Although in practice, the performance was worse. Analysing on the work required to construct R reveals why. Since N_c feature vectors are copied, this is 3\times 2\times N_c\times F elements that are read from and written to memory for copying from data into R (2 reads, and 1 write for a factor of 3) then back afterwards (another factor of 2). On the other hand, the matrix product has 2\times N_c\times F\times K floating point operations. This means that for each data element copied, there are K/3 floating operations on it. Using theoretical numbers for Xeon Phi, for every data read from memory takes as long as  \approx 50 floating point operations. Thus, the value of K must be extremely large to justify this copy. So in practice benefit from the improved computational performance of matrix product did not outweigh the lost performance to the copy.

The second optimization was to tile the distance computation in i, just as for i. This way, the centroid data can be reused on multiple iterations of i instead of reading the entire data for every iteration. Unfortunately, the if statement check for the bounds prevents us from simply moving the tiled i for-loop inside distance computation. To implement this, the code inside i loop had to be split into two loops: the first will compile a list (std::vector) of indices that need distance computation, and the second will iterate through the list and perform the distance computations.

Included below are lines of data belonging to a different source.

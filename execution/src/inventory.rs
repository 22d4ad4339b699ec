//! Owned item records and forgiving label matching.

use crate::state::{self, Domain, Store};
use arcade_types::{execution::Rejection, AccountId};
use edit_distance::edit_distance;
use std::{
    collections::BTreeMap,
    sync::{Arc, Mutex, MutexGuard},
};
use tracing::info;
use unicode_normalization::{char::is_combining_mark, UnicodeNormalization};

type Items = BTreeMap<AccountId, Vec<String>>;

/// Letters with a stroke have no decomposition.
fn fold(c: char) -> char {
    match c {
        'ø' => 'o',
        'ł' => 'l',
        'đ' => 'd',
        'ħ' => 'h',
        'ı' => 'i',
        other => other,
    }
}

/// Trimmed, lower-cased and accent-free form used for matching.
pub fn normalize(text: &str) -> String {
    text.trim()
        .to_lowercase()
        .nfkd()
        .filter(|c| !is_combining_mark(*c))
        .map(fold)
        .collect()
}

fn words(text: &str) -> impl Iterator<Item = &str> {
    text.split(|c: char| !c.is_alphanumeric())
        .filter(|word| !word.is_empty())
}

/// Index of the item best matching `query`.
///
/// Tries, in order: exact normalized match, substring either way, any query
/// word contained in the item, then a query word within one edit of an item
/// word (words of four letters or more only).
pub fn find_match(items: &[String], query: &str) -> Option<usize> {
    let query = normalize(query);
    if query.is_empty() {
        return None;
    }
    let labels: Vec<String> = items.iter().map(|item| normalize(item)).collect();

    if let Some(idx) = labels.iter().position(|label| *label == query) {
        return Some(idx);
    }
    if let Some(idx) = labels
        .iter()
        .position(|label| !label.is_empty() && (label.contains(&query) || query.contains(label.as_str())))
    {
        return Some(idx);
    }
    if let Some(idx) = labels
        .iter()
        .position(|label| words(&query).any(|word| label.contains(word)))
    {
        return Some(idx);
    }
    labels.iter().position(|label| {
        words(&query).filter(|word| word.chars().count() >= 4).any(|word| {
            words(label).any(|candidate| edit_distance(word, candidate) <= 1)
        })
    })
}

/// Item lists per account. Items never expire.
pub struct Inventory {
    items: Mutex<Items>,
    store: Arc<dyn Store>,
}

impl Inventory {
    pub fn load(store: Arc<dyn Store>) -> Self {
        let items: Items = state::load(store.as_ref(), Domain::Inventory);
        info!(owners = items.len(), "loaded inventory");
        Self {
            items: Mutex::new(items),
            store,
        }
    }

    fn lock(&self) -> MutexGuard<'_, Items> {
        self.items
            .lock()
            .unwrap_or_else(|poisoned| poisoned.into_inner())
    }

    fn persist(&self, items: &Items) {
        state::save(self.store.as_ref(), Domain::Inventory, items);
    }

    pub fn grant(&self, account: &AccountId, label: &str) {
        let mut items = self.lock();
        items
            .entry(account.clone())
            .or_default()
            .push(label.to_string());
        self.persist(&items);
    }

    pub fn items(&self, account: &AccountId) -> Vec<String> {
        self.lock().get(account).cloned().unwrap_or_default()
    }

    pub fn count(&self, account: &AccountId) -> usize {
        self.lock().get(account).map(Vec::len).unwrap_or_default()
    }

    /// Remove one instance of the best match for `query`.
    pub fn consume_matching(&self, account: &AccountId, query: &str) -> Option<String> {
        let mut items = self.lock();
        let owned = items.get_mut(account)?;
        let idx = find_match(owned, query)?;
        let label = owned.remove(idx);
        if owned.is_empty() {
            items.remove(account);
        }
        self.persist(&items);
        Some(label)
    }

    /// Move the best match for `query` from one account to another in one step.
    pub fn transfer(&self, from: &AccountId, to: &AccountId, query: &str) -> Result<String, Rejection> {
        if from == to {
            return Err(Rejection::invalid("cannot give an item to yourself"));
        }
        let mut items = self.lock();
        let owned = items
            .get_mut(from)
            .ok_or_else(|| Rejection::ItemNotFound(query.to_string()))?;
        let idx = find_match(owned, query).ok_or_else(|| Rejection::ItemNotFound(query.to_string()))?;
        let label = owned.remove(idx);
        if owned.is_empty() {
            items.remove(from);
        }
        items.entry(to.clone()).or_default().push(label.clone());
        self.persist(&items);
        info!(%from, %to, item = %label, "item transferred");
        Ok(label)
    }
}

#[cfg(test)]
mod tests {
    use super::*;
    use crate::state::Memory;

    fn labels(items: &[&str]) -> Vec<String> {
        items.iter().map(|s| s.to_string()).collect()
    }

    #[test]
    fn test_normalize() {
        assert_eq!(normalize("  LEÓN "), "leon");
        assert_eq!(normalize("Piña Colada"), "pina colada");
        assert_eq!(normalize("Søren Şahin"), "soren sahin");
        assert_eq!(normalize("Kōbe"), "kobe");
        // Decomposed input: "e" followed by a combining acute accent.
        assert_eq!(normalize("Cafe\u{301}"), "cafe");
    }

    #[test]
    fn test_match_order() {
        let items = labels(&["Lion – 40,000 coins", "Stone – 30 CTC", "Lion"]);
        // Exact beats substring.
        assert_eq!(find_match(&items, "lion"), Some(2));
        assert_eq!(find_match(&items, "stone"), Some(1));
        // Query word inside a label.
        assert_eq!(find_match(&items, "the stone please"), Some(1));
        assert_eq!(find_match(&items, "dragon"), None);
        assert_eq!(find_match(&items, "   "), None);
    }

    #[test]
    fn test_fuzzy_fallback() {
        let items = labels(&["Lion", "Stone"]);
        assert_eq!(find_match(&items, "leon"), Some(0));
        assert_eq!(find_match(&items, "LEÓN"), Some(0));
        // Short words never match fuzzily.
        assert_eq!(find_match(&labels(&["Cat"]), "cot"), None);
    }

    #[test]
    fn test_transfer_by_query() {
        let inventory = Inventory::load(Arc::new(Memory::default()));
        let alice = AccountId::from("alice");
        let bob = AccountId::from("bob");
        inventory.grant(&alice, "Lion");
        inventory.grant(&alice, "Stone");

        assert_eq!(inventory.transfer(&alice, &bob, "leon").unwrap(), "Lion");
        assert_eq!(inventory.items(&alice), vec!["Stone".to_string()]);
        assert_eq!(inventory.items(&bob), vec!["Lion".to_string()]);

        assert_eq!(
            inventory.transfer(&alice, &bob, "dragon"),
            Err(Rejection::ItemNotFound("dragon".to_string()))
        );
        assert!(inventory.transfer(&alice, &alice, "stone").is_err());
        assert_eq!(inventory.count(&alice), 1);
    }

    #[test]
    fn test_consume_removes_one_instance() {
        let store = Arc::new(Memory::default());
        let inventory = Inventory::load(store.clone());
        let alice = AccountId::from("alice");
        inventory.grant(&alice, "Hen");
        inventory.grant(&alice, "Hen");

        assert_eq!(inventory.consume_matching(&alice, "hen").as_deref(), Some("Hen"));
        assert_eq!(inventory.count(&alice), 1);

        let reloaded = Inventory::load(store);
        assert_eq!(reloaded.items(&alice), vec!["Hen".to_string()]);
    }
}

This is somewhat similar to the matrix product optimization. The matrix product optimization collected the needed feature vectors into matrix A, whereas in this case only the indices of the needed feature vectors are collected.

Unfortunately, this optimization was also unsuccessful. Because several feature vectors are worked on at a time, and there is no guarantee that these feature vectors are close to each other in memory, the access pattern for the feature vector was that of a random access. Furthermore, the additional feature vector data means that there is even less space to work with in the L2.